Paul’s rhetorical agenda throughout Romans is to demolish the argument of the Torah evangelists by demonstrating both that the Torah doesn’t make people righteous and that people can be made righteous without it. This serves the purpose of dismantling the dividing wall between Jews and Gentiles not on the basis of Gentile submission to Torah and conversion to Judaism but on the basis of Jesus’ atoning sacrifice whose consummation of the Jewish temple cult in His body fulfills the sacrificial needs of all, so that future discernment of holy living is not a matter of following hundreds of mitzvot regulations, but living in the spirit that Christ gives to those who trust Him.
In any case, there is no reason to conclude from Romans 3 or from Anselm’s atonement theory (which is legitimate according to medieval logic) that God is a nihilistic unsympathetic perfectionist who hates godless people that we should hate too. If non-Christians seem to our perception to be pretty good, decent folks, it’s not because we aren’t looking hard enough for their flaws; it’s because they have a perfectly holy God who can make them pretty good and decent even if they don’t know who He is.

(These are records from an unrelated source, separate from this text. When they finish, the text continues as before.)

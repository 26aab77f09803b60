//! Error types for the ECS runtime and the engine loop

use std::fmt;

use thiserror::Error;

use crate::ecs::Entity;

/// Structural errors. These are local to the call that raised them and the
/// world is left unchanged.
#[derive(Debug, Error)]
pub enum EcsError {
    #[error("component `{component}` not found on entity {entity}")]
    NotFound {
        entity: Entity,
        component: &'static str,
    },

    #[error("invalid component type `{component}`: {reason}")]
    InvalidTypeIdentifier {
        component: &'static str,
        reason: &'static str,
    },

    #[error("entity {entity} already has component `{component}`")]
    DuplicateComponent {
        entity: Entity,
        component: &'static str,
    },

    #[error("entity {0} is not alive")]
    DeadEntity(Entity),

    #[error("component `{component}` is already borrowed")]
    BorrowConflict { component: &'static str },
}

impl EcsError {
    pub(crate) fn unregistered(component: &'static str) -> Self {
        EcsError::InvalidTypeIdentifier {
            component,
            reason: "type is not registered with this world",
        }
    }
}

/// The callback a [`EngineError::CallbackFailure`] came from.
#[derive(Debug, Clone, Copy, PartialEq, Eq)]
pub enum Phase {
    Before,
    Act,
    After,
    Start,
    Stop,
}

impl fmt::Display for Phase {
    fn fmt(&self, f: &mut fmt::Formatter<'_>) -> fmt::Result {
        let name = match self {
            Phase::Before => "before",
            Phase::Act => "act",
            Phase::After => "after",
            Phase::Start => "on_start",
            Phase::Stop => "on_stop",
        };
        f.write_str(name)
    }
}

#[derive(Debug, Error)]
pub enum ConfigError {
    #[error("failed to read config: {0}")]
    Io(#[from] std::io::Error),

    #[error("failed to parse config: {0}")]
    Parse(#[from] serde_yaml::Error),

    #[error("config validation error: {0}")]
    Validation(String),
}

#[derive(Debug, Error)]
pub enum EngineError {
    #[error(transparent)]
    Ecs(#[from] EcsError),

    #[error("system `{system}` failed in {phase}")]
    CallbackFailure {
        system: String,
        phase: Phase,
        #[source]
        source: anyhow::Error,
    },

    #[error(transparent)]
    Config(#[from] ConfigError),
}

impl EngineError {
    pub(crate) fn callback(system: &str, phase: Phase, source: anyhow::Error) -> Self {
        EngineError::CallbackFailure {
            system: system.to_string(),
            phase,
            source,
        }
    }

    /// True when the error came out of a user callback.
    pub fn is_callback_failure(&self) -> bool {
        matches!(self, EngineError::CallbackFailure { .. })
    }
}
//! World - central ECS container

use std::any::type_name;
use std::cell::{Ref, RefCell, RefMut};
use std::rc::Rc;

use tracing::debug;

use super::entity::EntityRegistry;
use super::event::{EngineEvent, EventBus, EventKind, ListenerId};
use super::query::{ComponentTuple, Query, QueryId, QueryIndex};
use super::{Component, ComponentId, ComponentRegistry, Entity};
use crate::error::EcsError;

/// World holds all entities, component stores, queries and listeners.
///
/// Every structural change is applied immediately and announced as an
/// [`EngineEvent`]: queries see it first, then user listeners.
/// Entity deletion is the exception. [`World::queue_free`] only marks the
/// entity, and the engine releases it at the end of the tick.
#[derive(Default)]
pub struct World {
    entities: EntityRegistry,
    components: ComponentRegistry,
    queries: QueryIndex,
    events: EventBus,
}

impl World {
    pub fn new() -> Self {
        Self::default()
    }

    pub fn register_component<T: Component>(&mut self) -> ComponentId {
        self.components.register::<T>()
    }

    pub fn register_factory<T: Component, A: 'static>(
        &mut self,
        factory: fn(A) -> T,
    ) -> ComponentId {
        self.components.register_factory(factory)
    }

    pub fn component_id<T: Component>(&self) -> Result<ComponentId, EcsError> {
        self.components.id::<T>()
    }

    pub fn components(&self) -> &ComponentRegistry {
        &self.components
    }

    pub fn entities(&self) -> &EntityRegistry {
        &self.entities
    }

    /// Create a new entity
    pub fn create_entity(&mut self) -> Entity {
        let entity = self.entities.allocate();
        self.emit(EngineEvent::EntityCreated(entity));
        entity
    }

    pub fn is_alive(&self, entity: Entity) -> bool {
        self.entities.is_alive(entity)
    }

    pub fn entity_count(&self) -> usize {
        self.entities.count()
    }

    pub fn entity(&self, entity: Entity) -> Result<EntityRef<'_>, EcsError> {
        if !self.is_alive(entity) {
            return Err(EcsError::DeadEntity(entity));
        }
        Ok(EntityRef {
            world: self,
            entity,
        })
    }

    pub fn entity_mut(&mut self, entity: Entity) -> Result<EntityMut<'_>, EcsError> {
        if !self.is_alive(entity) {
            return Err(EcsError::DeadEntity(entity));
        }
        Ok(EntityMut {
            world: self,
            entity,
        })
    }

    /// Attach `component`. Fails with [`EcsError::DuplicateComponent`] if the
    /// entity already holds a `T`; the existing value is kept.
    pub fn add_component<T: Component>(
        &mut self,
        entity: Entity,
        component: T,
    ) -> Result<(), EcsError> {
        let id = self.components.id::<T>()?;
        let record = self
            .entities
            .record_mut(entity)
            .ok_or(EcsError::DeadEntity(entity))?;
        if record.has(id) {
            return Err(EcsError::DuplicateComponent {
                entity,
                component: type_name::<T>(),
            });
        }
        let store = self
            .components
            .storage_mut::<T>()
            .ok_or_else(|| EcsError::unregistered(type_name::<T>()))?;
        record.components.insert(id, store.add(component));
        record.dirty = true;

        self.emit(EngineEvent::ComponentAdded {
            entity,
            component: id,
        });
        Ok(())
    }

    /// Build a `T` with its registered factory and attach it.
    pub fn construct_component<T: Component, A: 'static>(
        &mut self,
        entity: Entity,
        args: A,
    ) -> Result<(), EcsError> {
        let component = self.components.construct::<T, A>(args)?;
        self.add_component(entity, component)
    }

    /// Detach `T`. Removing a component the entity does not hold is a no-op.
    pub fn remove_component<T: Component>(&mut self, entity: Entity) -> Result<(), EcsError> {
        let id = self.components.id::<T>()?;
        let record = self
            .entities
            .record_mut(entity)
            .ok_or(EcsError::DeadEntity(entity))?;
        let Some(slot) = record.components.remove(&id) else {
            return Ok(());
        };
        record.dirty = true;
        if let Some(store) = self.components.storage_dyn_mut(id) {
            store.remove(slot);
        }

        self.emit(EngineEvent::ComponentRemoved {
            entity,
            component: id,
        });
        Ok(())
    }

    pub fn has_component<T: Component>(&self, entity: Entity) -> bool {
        let Ok(id) = self.components.id::<T>() else {
            return false;
        };
        self.entities
            .record(entity)
            .map_or(false, |record| record.has(id))
    }

    pub fn get_component<T: Component>(&self, entity: Entity) -> Result<Ref<'_, T>, EcsError> {
        self.slot_cell::<T>(entity)?
            .try_borrow()
            .map_err(|_| EcsError::BorrowConflict {
                component: type_name::<T>(),
            })
    }

    pub fn get_component_mut<T: Component>(
        &mut self,
        entity: Entity,
    ) -> Result<RefMut<'_, T>, EcsError> {
        self.slot_cell::<T>(entity)?
            .try_borrow_mut()
            .map_err(|_| EcsError::BorrowConflict {
                component: type_name::<T>(),
            })
    }

    fn slot_cell<T: Component>(&self, entity: Entity) -> Result<&RefCell<T>, EcsError> {
        let slot = self.slot_of::<T>(entity)?;
        self.components
            .storage::<T>()
            .and_then(|store| store.get(slot))
            .ok_or(EcsError::NotFound {
                entity,
                component: type_name::<T>(),
            })
    }

    pub(crate) fn cell<T: Component>(&self, entity: Entity) -> Result<Rc<RefCell<T>>, EcsError> {
        let slot = self.slot_of::<T>(entity)?;
        self.components
            .storage::<T>()
            .and_then(|store| store.cell(slot))
            .ok_or(EcsError::NotFound {
                entity,
                component: type_name::<T>(),
            })
    }

    fn slot_of<T: Component>(&self, entity: Entity) -> Result<usize, EcsError> {
        let id = self.components.id::<T>()?;
        self.entities
            .record(entity)
            .ok_or(EcsError::DeadEntity(entity))?
            .slot(id)
            .ok_or(EcsError::NotFound {
                entity,
                component: type_name::<T>(),
            })
    }

    /// Mark for release at the end of the current tick. The entity stays
    /// fully usable until then.
    pub fn queue_free(&mut self, entity: Entity) -> Result<(), EcsError> {
        let record = self
            .entities
            .record_mut(entity)
            .ok_or(EcsError::DeadEntity(entity))?;
        record.marked_for_deletion = true;
        Ok(())
    }

    pub fn is_dirty(&self, entity: Entity) -> bool {
        self.entities
            .record(entity)
            .map_or(false, |record| record.dirty)
    }

    pub fn clear_dirty(&mut self, entity: Entity) -> Result<(), EcsError> {
        let record = self
            .entities
            .record_mut(entity)
            .ok_or(EcsError::DeadEntity(entity))?;
        record.dirty = false;
        Ok(())
    }

    pub fn is_marked_for_deletion(&self, entity: Entity) -> bool {
        self.entities
            .record(entity)
            .map_or(false, |record| record.marked_for_deletion)
    }

    /// Release one entity: free its component slots, recycle its index and
    /// announce it. Returns false for a dead handle.
    pub(crate) fn release(&mut self, entity: Entity) -> bool {
        let Some(components) = self.entities.deallocate(entity) else {
            return false;
        };
        for (id, slot) in components {
            if let Some(store) = self.components.storage_dyn_mut(id) {
                store.remove(slot);
            }
        }
        self.emit(EngineEvent::EntityReleased(entity));
        true
    }

    /// Release every entity marked with [`World::queue_free`].
    pub(crate) fn cleanup(&mut self) -> usize {
        let mut released = 0;
        for entity in self.entities.marked_for_deletion() {
            if self.release(entity) {
                released += 1;
            }
        }
        if released > 0 {
            debug!(released, live = self.entities.count(), "released queued entities");
        }
        released
    }

    /// Create a query over `C`. Every type must be registered and appear
    /// only once. Existing entities are matched immediately.
    pub fn create_query<C: ComponentTuple>(&mut self) -> Result<QueryId, EcsError> {
        let required = C::resolve(&self.components)?;
        for (i, id) in required.iter().enumerate() {
            if required[..i].contains(id) {
                return Err(EcsError::InvalidTypeIdentifier {
                    component: self.components.name(*id).unwrap_or("<unknown>"),
                    reason: "component type listed more than once",
                });
            }
        }
        Ok(self.queries.create(required, &self.entities))
    }

    pub fn query(&self, id: QueryId) -> Option<&Query> {
        self.queries.get(id)
    }

    /// Current members of a query, in the order they joined.
    pub fn query_members(&self, id: QueryId) -> Vec<Entity> {
        self.queries
            .get(id)
            .map(|query| query.entities().collect())
            .unwrap_or_default()
    }

    pub fn on(
        &mut self,
        kind: EventKind,
        listener: impl FnMut(&EngineEvent) + 'static,
    ) -> ListenerId {
        self.events.on(kind, listener)
    }

    pub fn off(&mut self, id: ListenerId) -> bool {
        self.events.off(id)
    }

    pub(crate) fn emit(&mut self, event: EngineEvent) {
        self.queries.handle(&event, &self.entities);
        self.events.emit(&event);
    }
}

/// Read-only view of one live entity.
pub struct EntityRef<'w> {
    world: &'w World,
    entity: Entity,
}

impl<'w> EntityRef<'w> {
    pub fn id(&self) -> Entity {
        self.entity
    }

    pub fn has<T: Component>(&self) -> bool {
        self.world.has_component::<T>(self.entity)
    }

    pub fn get<T: Component>(&self) -> Result<Ref<'w, T>, EcsError> {
        self.world.get_component::<T>(self.entity)
    }

    pub fn is_dirty(&self) -> bool {
        self.world.is_dirty(self.entity)
    }

    pub fn is_marked_for_deletion(&self) -> bool {
        self.world.is_marked_for_deletion(self.entity)
    }
}

/// Mutable handle to one live entity; the builder-style entity surface.
///
/// ```ignore
/// world.entity_mut(e)?.add(Position { x: 5.0, y: 6.0 })?.add(Velocity { dx: 3.0, dy: 1.0 })?;
/// ```
pub struct EntityMut<'w> {
    world: &'w mut World,
    entity: Entity,
}

impl<'w> EntityMut<'w> {
    pub fn id(&self) -> Entity {
        self.entity
    }

    pub fn add<T: Component>(&mut self, component: T) -> Result<&mut Self, EcsError> {
        self.world.add_component(self.entity, component)?;
        Ok(self)
    }

    pub fn add_with<T: Component, A: 'static>(&mut self, args: A) -> Result<&mut Self, EcsError> {
        self.world.construct_component::<T, A>(self.entity, args)?;
        Ok(self)
    }

    pub fn remove<T: Component>(&mut self) -> Result<&mut Self, EcsError> {
        self.world.remove_component::<T>(self.entity)?;
        Ok(self)
    }

    pub fn has<T: Component>(&self) -> bool {
        self.world.has_component::<T>(self.entity)
    }

    pub fn get<T: Component>(&self) -> Result<Ref<'_, T>, EcsError> {
        self.world.get_component::<T>(self.entity)
    }

    pub fn get_mut<T: Component>(&mut self) -> Result<RefMut<'_, T>, EcsError> {
        self.world.get_component_mut::<T>(self.entity)
    }

    pub fn queue_free(&mut self) -> &mut Self {
        if let Some(record) = self.world.entities.record_mut(self.entity) {
            record.marked_for_deletion = true;
        }
        self
    }

    pub fn clear_dirty(&mut self) -> &mut Self {
        if let Some(record) = self.world.entities.record_mut(self.entity) {
            record.dirty = false;
        }
        self
    }

    pub fn is_dirty(&self) -> bool {
        self.world.is_dirty(self.entity)
    }

    pub fn is_marked_for_deletion(&self) -> bool {
        self.world.is_marked_for_deletion(self.entity)
    }
}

I don’t see any reason not to agree with Paul that there will be people in eternal communion with God who were “inwardly circumcised” and “a law unto themselves” without consciously getting the whole Jesus thing. It’s not inconceivable that Jesus could mysteriously be the way, truth, and life of people who do not know Him by name. I won’t make absolute claims, but Romans 2 does not allow it to be less than an open question.
What I can say is that God’s holiness is neither ugly nor cruel; it is not His intolerance for us, though its perfect beauty would be intolerable to us without the grace of Christ (like it was intolerable to the older brother of the prodigal son). God’s holiness is the perfect hospitality of a prodigal father who longs for us to be holy servants of even our most virulent enemies. If we choose instead to be hateful bigots, then we may end up on the wrong side of God’s hospitality because God protects those under His mercy from all who attack and accuse them.